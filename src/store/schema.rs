/// Database schema. Executed on initialization; statements are idempotent.
pub const SCHEMA: &str = r#"
CREATE TABLE IF NOT EXISTS users (
    id INTEGER PRIMARY KEY AUTOINCREMENT,
    username TEXT NOT NULL UNIQUE,
    normalized_name TEXT NOT NULL UNIQUE,
    email TEXT,
    password_hash TEXT,
    email_verified INTEGER NOT NULL DEFAULT 0,
    is_active INTEGER NOT NULL DEFAULT 1,
    is_org INTEGER NOT NULL DEFAULT 0,
    private_quota_bytes INTEGER,
    public_quota_bytes INTEGER,
    private_used_bytes INTEGER NOT NULL DEFAULT 0,
    public_used_bytes INTEGER NOT NULL DEFAULT 0,
    created_at TEXT NOT NULL
);

CREATE TABLE IF NOT EXISTS user_organizations (
    user INTEGER NOT NULL REFERENCES users(id) ON DELETE CASCADE,
    organization INTEGER NOT NULL REFERENCES users(id) ON DELETE CASCADE,
    role TEXT NOT NULL,
    created_at TEXT NOT NULL,
    PRIMARY KEY (user, organization)
);

CREATE TABLE IF NOT EXISTS repositories (
    id INTEGER PRIMARY KEY AUTOINCREMENT,
    repo_type TEXT NOT NULL,
    namespace TEXT NOT NULL,
    name TEXT NOT NULL,
    full_id TEXT NOT NULL,
    private INTEGER NOT NULL DEFAULT 0,
    owner INTEGER NOT NULL REFERENCES users(id),
    quota_bytes INTEGER,
    used_bytes INTEGER NOT NULL DEFAULT 0,
    lfs_threshold_bytes INTEGER,
    lfs_suffix_patterns TEXT,
    lfs_keep_versions INTEGER,
    created_at TEXT NOT NULL,
    UNIQUE (repo_type, namespace, name)
);
CREATE INDEX IF NOT EXISTS idx_repositories_namespace ON repositories(namespace);
CREATE INDEX IF NOT EXISTS idx_repositories_full_id ON repositories(full_id);

CREATE TABLE IF NOT EXISTS files (
    id INTEGER PRIMARY KEY AUTOINCREMENT,
    repository INTEGER NOT NULL REFERENCES repositories(id) ON DELETE CASCADE,
    path_in_repo TEXT NOT NULL,
    size INTEGER NOT NULL DEFAULT 0,
    sha256 TEXT NOT NULL,
    lfs INTEGER NOT NULL DEFAULT 0,
    is_deleted INTEGER NOT NULL DEFAULT 0,
    owner INTEGER NOT NULL REFERENCES users(id),
    created_at TEXT NOT NULL,
    updated_at TEXT NOT NULL,
    UNIQUE (repository, path_in_repo)
);
CREATE INDEX IF NOT EXISTS idx_files_sha256 ON files(sha256);

CREATE TABLE IF NOT EXISTS commits (
    id INTEGER PRIMARY KEY AUTOINCREMENT,
    commit_id TEXT NOT NULL,
    repository INTEGER NOT NULL REFERENCES repositories(id) ON DELETE CASCADE,
    repo_type TEXT NOT NULL,
    branch TEXT NOT NULL,
    author INTEGER NOT NULL REFERENCES users(id),
    username TEXT NOT NULL,
    message TEXT NOT NULL,
    description TEXT NOT NULL DEFAULT '',
    created_at TEXT NOT NULL
);
CREATE INDEX IF NOT EXISTS idx_commits_repository ON commits(repository, commit_id);

CREATE TABLE IF NOT EXISTS lfs_object_history (
    id INTEGER PRIMARY KEY AUTOINCREMENT,
    repository INTEGER NOT NULL REFERENCES repositories(id) ON DELETE CASCADE,
    -- History must outlive the file row: syncs after reset/revert hard-delete
    -- dropped paths, and the oid log is the GC source of truth.
    file INTEGER REFERENCES files(id) ON DELETE SET NULL,
    path_in_repo TEXT NOT NULL,
    sha256 TEXT NOT NULL,
    size INTEGER NOT NULL DEFAULT 0,
    commit_id TEXT NOT NULL,
    created_at TEXT NOT NULL
);
CREATE INDEX IF NOT EXISTS idx_lfs_history_path ON lfs_object_history(repository, path_in_repo);
CREATE INDEX IF NOT EXISTS idx_lfs_history_sha256 ON lfs_object_history(sha256);
CREATE INDEX IF NOT EXISTS idx_lfs_history_commit ON lfs_object_history(repository, commit_id);

CREATE TABLE IF NOT EXISTS staging_uploads (
    id INTEGER PRIMARY KEY AUTOINCREMENT,
    repository INTEGER NOT NULL REFERENCES repositories(id) ON DELETE CASCADE,
    repo_type TEXT NOT NULL,
    revision TEXT NOT NULL,
    path_in_repo TEXT NOT NULL,
    sha256 TEXT NOT NULL DEFAULT '',
    size INTEGER NOT NULL DEFAULT 0,
    upload_id TEXT,
    storage_key TEXT NOT NULL,
    lfs INTEGER NOT NULL DEFAULT 0,
    created_at TEXT NOT NULL
);

CREATE TABLE IF NOT EXISTS tokens (
    id INTEGER PRIMARY KEY AUTOINCREMENT,
    user INTEGER NOT NULL REFERENCES users(id) ON DELETE CASCADE,
    token_hash TEXT NOT NULL UNIQUE,
    name TEXT NOT NULL,
    created_at TEXT NOT NULL,
    last_used TEXT
);
"#;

ASSIGNMENT: In the records above, locate every line with the string "commits" and copy it.

ANSWER FOR THIS EXERCISE:
CREATE TABLE IF NOT EXISTS commits (
CREATE INDEX IF NOT EXISTS idx_commits_repository ON commits(repository, commit_id);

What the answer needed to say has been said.